**What to produce**
When the word "Option" shows up in a line of the records below, copy that line.

=== Section Start ===

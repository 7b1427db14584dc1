//! Shared helpers for integration tests.

#![allow(dead_code)]

use chrono::{Duration, NaiveDate};
use techsignal_core::{PriceBar, PriceSeries};

pub fn base_date() -> NaiveDate {
    NaiveDate::from_ymd_opt(2023, 1, 2).unwrap()
}

/// Bars from closes with constant volume. open = previous close,
/// high/low = envelope of open and close widened by 1.0.
pub fn make_bars(closes: &[f64], volume: u64) -> Vec<PriceBar> {
    closes
        .iter()
        .enumerate()
        .map(|(i, &close)| {
            let open = if i == 0 { close } else { closes[i - 1] };
            PriceBar {
                date: base_date() + Duration::days(i as i64),
                open,
                high: open.max(close) + 1.0,
                low: (open.min(close) - 1.0).max(0.0),
                close,
                volume,
            }
        })
        .collect()
}

pub fn make_series(symbol: &str, closes: &[f64]) -> PriceSeries {
    PriceSeries::new(symbol, make_bars(closes, 1_000_000)).unwrap()
}

/// 100.00 rising by 0.50 per bar.
pub fn rising(n: usize) -> Vec<f64> {
    (0..n).map(|i| 100.0 + 0.5 * i as f64).collect()
}

pub fn flat(n: usize, price: f64) -> Vec<f64> {
    vec![price; n]
}
//! AnalysisReport: the immutable result of analyzing one series.

use crate::data::LookbackPeriod;
use crate::domain::PriceSeries;
use crate::indicators::{IndicatorParams, IndicatorResult, IndicatorSet};
use crate::signals::CompositeSignal;
use chrono::NaiveDate;
use serde::{Deserialize, Serialize};

/// Shape of the analyzed series.
#[derive(Debug, Clone, Copy, PartialEq, Serialize, Deserialize)]
pub struct SeriesSummary {
    pub latest_price: f64,
    pub latest_date: NaiveDate,
    pub first_date: NaiveDate,
    pub data_points: usize,
}

impl SeriesSummary {
    /// `None` for an empty series.
    pub fn of(series: &PriceSeries) -> Option<Self> {
        let first = series.first()?;
        let latest = series.latest()?;
        Some(Self {
            latest_price: latest.close,
            latest_date: latest.date,
            first_date: first.date,
            data_points: series.len(),
        })
    }
}

#[derive(Debug, Clone, PartialEq, Serialize, Deserialize)]
pub struct AnalysisReport {
    symbol: String,
    period: Option<LookbackPeriod>,
    summary: SeriesSummary,
    params: IndicatorParams,
    indicators: IndicatorSet,
    signal: CompositeSignal,
}

impl AnalysisReport {
    pub(crate) fn new(
        symbol: String,
        period: Option<LookbackPeriod>,
        summary: SeriesSummary,
        params: IndicatorParams,
        indicators: IndicatorSet,
        signal: CompositeSignal,
    ) -> Self {
        Self {
            symbol,
            period,
            summary,
            params,
            indicators,
            signal,
        }
    }

    pub fn symbol(&self) -> &str {
        &self.symbol
    }

    /// The lookback bucket the series was fetched for, when it came from a provider.
    pub fn period(&self) -> Option<LookbackPeriod> {
        self.period
    }

    pub fn summary(&self) -> &SeriesSummary {
        &self.summary
    }

    pub fn latest_price(&self) -> f64 {
        self.summary.latest_price
    }

    pub fn params(&self) -> &IndicatorParams {
        &self.params
    }

    pub fn indicator_set(&self) -> &IndicatorSet {
        &self.indicators
    }

    /// Every family record, tagged.
    pub fn indicators(&self) -> Vec<IndicatorResult> {
        self.indicators.results()
    }

    pub fn signal(&self) -> &CompositeSignal {
        &self.signal
    }

    pub fn to_json(&self) -> serde_json::Result<String> {
        serde_json::to_string_pretty(self)
    }
}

=== Section End ===

**Answer section**
    pub fn of(series: &PriceSeries) -> Option<Self> {
    period: Option<LookbackPeriod>,
        period: Option<LookbackPeriod>,
    pub fn period(&self) -> Option<LookbackPeriod> {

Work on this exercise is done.